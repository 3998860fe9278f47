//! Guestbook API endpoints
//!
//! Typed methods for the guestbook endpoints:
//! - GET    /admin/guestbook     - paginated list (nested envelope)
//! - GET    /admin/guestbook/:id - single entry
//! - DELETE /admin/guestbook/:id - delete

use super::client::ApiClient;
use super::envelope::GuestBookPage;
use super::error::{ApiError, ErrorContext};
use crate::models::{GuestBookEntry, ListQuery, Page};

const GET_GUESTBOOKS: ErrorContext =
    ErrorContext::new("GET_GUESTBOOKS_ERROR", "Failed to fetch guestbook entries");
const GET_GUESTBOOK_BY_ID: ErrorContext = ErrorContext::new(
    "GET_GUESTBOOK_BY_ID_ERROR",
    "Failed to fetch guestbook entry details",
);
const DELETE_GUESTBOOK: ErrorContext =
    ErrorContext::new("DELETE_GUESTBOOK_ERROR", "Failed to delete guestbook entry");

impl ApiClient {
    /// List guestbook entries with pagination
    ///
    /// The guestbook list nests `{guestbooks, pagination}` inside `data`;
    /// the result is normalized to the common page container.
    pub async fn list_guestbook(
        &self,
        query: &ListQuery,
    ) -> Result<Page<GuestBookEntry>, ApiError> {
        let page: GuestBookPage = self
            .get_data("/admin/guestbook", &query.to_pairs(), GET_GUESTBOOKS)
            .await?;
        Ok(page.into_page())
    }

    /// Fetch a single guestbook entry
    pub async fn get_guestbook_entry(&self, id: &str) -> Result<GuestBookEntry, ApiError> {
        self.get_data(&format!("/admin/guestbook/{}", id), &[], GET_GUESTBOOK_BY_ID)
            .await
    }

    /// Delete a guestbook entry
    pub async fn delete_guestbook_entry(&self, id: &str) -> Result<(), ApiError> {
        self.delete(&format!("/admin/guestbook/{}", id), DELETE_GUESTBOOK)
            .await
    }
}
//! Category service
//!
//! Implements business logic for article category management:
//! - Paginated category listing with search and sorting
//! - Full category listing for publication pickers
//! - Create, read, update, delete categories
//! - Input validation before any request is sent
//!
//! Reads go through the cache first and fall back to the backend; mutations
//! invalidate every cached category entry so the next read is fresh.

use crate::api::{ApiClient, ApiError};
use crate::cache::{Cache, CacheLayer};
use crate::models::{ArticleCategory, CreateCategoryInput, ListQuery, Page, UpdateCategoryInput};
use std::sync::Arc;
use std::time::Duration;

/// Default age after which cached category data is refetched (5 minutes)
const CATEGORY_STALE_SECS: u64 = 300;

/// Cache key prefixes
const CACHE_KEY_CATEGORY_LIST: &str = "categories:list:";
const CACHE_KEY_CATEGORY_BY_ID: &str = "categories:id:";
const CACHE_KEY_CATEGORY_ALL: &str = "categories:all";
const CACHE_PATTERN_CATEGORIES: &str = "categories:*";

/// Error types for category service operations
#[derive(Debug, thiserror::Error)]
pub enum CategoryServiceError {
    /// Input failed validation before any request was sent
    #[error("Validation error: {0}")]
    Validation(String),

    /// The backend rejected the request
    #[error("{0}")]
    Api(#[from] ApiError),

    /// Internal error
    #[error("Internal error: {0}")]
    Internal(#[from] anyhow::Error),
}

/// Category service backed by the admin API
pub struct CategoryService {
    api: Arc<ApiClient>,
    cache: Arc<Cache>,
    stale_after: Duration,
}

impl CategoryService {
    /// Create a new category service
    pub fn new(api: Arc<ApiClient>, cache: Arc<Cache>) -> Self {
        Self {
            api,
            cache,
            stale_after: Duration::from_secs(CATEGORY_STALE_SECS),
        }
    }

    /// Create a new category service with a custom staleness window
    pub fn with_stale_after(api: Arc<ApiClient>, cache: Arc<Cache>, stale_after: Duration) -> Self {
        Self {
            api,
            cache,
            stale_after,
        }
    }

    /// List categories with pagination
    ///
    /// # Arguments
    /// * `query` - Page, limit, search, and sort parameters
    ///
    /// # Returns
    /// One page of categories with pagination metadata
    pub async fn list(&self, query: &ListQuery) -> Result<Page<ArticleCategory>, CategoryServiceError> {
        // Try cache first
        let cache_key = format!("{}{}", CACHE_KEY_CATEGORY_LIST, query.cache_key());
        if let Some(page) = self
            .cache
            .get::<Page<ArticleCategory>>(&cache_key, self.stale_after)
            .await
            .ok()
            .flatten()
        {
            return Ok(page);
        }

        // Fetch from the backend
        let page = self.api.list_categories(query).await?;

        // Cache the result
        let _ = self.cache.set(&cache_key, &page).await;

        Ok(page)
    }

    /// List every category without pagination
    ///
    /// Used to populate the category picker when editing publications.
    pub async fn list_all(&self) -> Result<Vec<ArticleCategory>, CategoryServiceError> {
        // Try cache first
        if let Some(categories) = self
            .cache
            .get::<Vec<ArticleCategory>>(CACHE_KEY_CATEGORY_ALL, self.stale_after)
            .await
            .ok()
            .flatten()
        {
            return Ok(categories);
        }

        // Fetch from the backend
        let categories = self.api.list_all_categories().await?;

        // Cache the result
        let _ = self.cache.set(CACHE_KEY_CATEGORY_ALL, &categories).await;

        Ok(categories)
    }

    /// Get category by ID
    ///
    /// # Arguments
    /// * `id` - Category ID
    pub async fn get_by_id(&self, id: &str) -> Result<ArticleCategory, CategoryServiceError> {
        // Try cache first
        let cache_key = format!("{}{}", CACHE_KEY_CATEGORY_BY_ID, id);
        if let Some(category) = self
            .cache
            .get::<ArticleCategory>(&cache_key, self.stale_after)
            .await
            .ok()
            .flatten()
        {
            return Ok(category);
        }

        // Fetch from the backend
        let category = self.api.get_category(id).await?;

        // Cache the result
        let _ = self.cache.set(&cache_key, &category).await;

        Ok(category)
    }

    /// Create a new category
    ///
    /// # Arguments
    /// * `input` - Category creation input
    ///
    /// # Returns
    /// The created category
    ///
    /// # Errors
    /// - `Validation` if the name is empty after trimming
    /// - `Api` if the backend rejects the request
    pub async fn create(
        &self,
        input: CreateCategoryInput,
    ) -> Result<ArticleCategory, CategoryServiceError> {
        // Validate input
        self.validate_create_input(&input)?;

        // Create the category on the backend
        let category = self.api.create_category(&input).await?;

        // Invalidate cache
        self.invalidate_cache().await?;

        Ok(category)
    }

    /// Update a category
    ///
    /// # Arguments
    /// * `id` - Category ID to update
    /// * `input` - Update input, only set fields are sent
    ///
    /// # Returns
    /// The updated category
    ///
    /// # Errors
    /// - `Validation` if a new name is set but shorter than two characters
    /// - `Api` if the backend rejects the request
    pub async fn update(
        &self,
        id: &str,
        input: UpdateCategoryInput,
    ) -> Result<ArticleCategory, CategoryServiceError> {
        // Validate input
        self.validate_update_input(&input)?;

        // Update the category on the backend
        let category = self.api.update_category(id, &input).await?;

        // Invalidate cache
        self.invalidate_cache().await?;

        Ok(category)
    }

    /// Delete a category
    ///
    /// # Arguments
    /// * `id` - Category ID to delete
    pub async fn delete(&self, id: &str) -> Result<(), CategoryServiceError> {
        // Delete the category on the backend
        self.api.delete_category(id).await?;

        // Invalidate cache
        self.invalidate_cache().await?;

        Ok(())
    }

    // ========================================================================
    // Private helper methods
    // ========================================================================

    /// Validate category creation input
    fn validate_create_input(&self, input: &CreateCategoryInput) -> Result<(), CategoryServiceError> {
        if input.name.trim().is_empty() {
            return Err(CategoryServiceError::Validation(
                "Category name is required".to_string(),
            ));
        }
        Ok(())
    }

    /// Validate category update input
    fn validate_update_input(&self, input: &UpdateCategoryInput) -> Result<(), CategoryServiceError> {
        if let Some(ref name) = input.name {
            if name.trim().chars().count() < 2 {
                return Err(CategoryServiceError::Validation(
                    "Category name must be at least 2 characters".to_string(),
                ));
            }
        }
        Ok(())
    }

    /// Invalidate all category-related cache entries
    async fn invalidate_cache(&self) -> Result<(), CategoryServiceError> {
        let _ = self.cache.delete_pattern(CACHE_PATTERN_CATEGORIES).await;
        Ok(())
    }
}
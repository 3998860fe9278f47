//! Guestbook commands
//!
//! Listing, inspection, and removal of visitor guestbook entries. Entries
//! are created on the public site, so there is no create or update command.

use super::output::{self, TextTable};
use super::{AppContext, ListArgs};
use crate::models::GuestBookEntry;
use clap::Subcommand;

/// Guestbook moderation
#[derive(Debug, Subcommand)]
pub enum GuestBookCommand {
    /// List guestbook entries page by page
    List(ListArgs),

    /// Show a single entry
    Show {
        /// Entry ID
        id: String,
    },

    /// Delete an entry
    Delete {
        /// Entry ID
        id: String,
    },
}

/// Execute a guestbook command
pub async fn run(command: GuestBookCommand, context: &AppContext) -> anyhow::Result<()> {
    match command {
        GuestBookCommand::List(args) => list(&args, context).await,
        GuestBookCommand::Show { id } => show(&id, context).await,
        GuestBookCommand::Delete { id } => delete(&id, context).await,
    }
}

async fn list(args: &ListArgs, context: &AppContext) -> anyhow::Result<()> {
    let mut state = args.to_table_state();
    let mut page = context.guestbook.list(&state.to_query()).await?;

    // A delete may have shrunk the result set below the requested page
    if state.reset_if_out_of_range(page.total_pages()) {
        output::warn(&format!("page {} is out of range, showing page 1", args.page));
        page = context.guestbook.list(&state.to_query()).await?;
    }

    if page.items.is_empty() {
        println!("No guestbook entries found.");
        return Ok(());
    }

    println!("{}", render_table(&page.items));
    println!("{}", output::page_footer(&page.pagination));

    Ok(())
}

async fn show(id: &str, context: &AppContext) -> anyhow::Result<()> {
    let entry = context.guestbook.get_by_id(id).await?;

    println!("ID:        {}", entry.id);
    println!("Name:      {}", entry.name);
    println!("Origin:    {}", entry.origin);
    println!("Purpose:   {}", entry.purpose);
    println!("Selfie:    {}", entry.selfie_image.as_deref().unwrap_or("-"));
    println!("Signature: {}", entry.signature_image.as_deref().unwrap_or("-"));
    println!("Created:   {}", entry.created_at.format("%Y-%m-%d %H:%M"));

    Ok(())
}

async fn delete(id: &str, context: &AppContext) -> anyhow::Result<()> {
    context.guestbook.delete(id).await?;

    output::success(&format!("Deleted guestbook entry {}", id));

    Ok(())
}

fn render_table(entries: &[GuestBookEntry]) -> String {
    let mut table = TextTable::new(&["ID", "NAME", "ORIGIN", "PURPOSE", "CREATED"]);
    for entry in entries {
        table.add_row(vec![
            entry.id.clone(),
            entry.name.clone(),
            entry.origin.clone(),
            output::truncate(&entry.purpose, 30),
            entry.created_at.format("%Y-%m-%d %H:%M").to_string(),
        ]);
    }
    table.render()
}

◆ ◆ ◆ ◆ ◆ ◆ ◆

Across the data, find each line that has "methods" in it and copy that line.

//! Typed methods for the guestbook endpoints:
    // Private helper methods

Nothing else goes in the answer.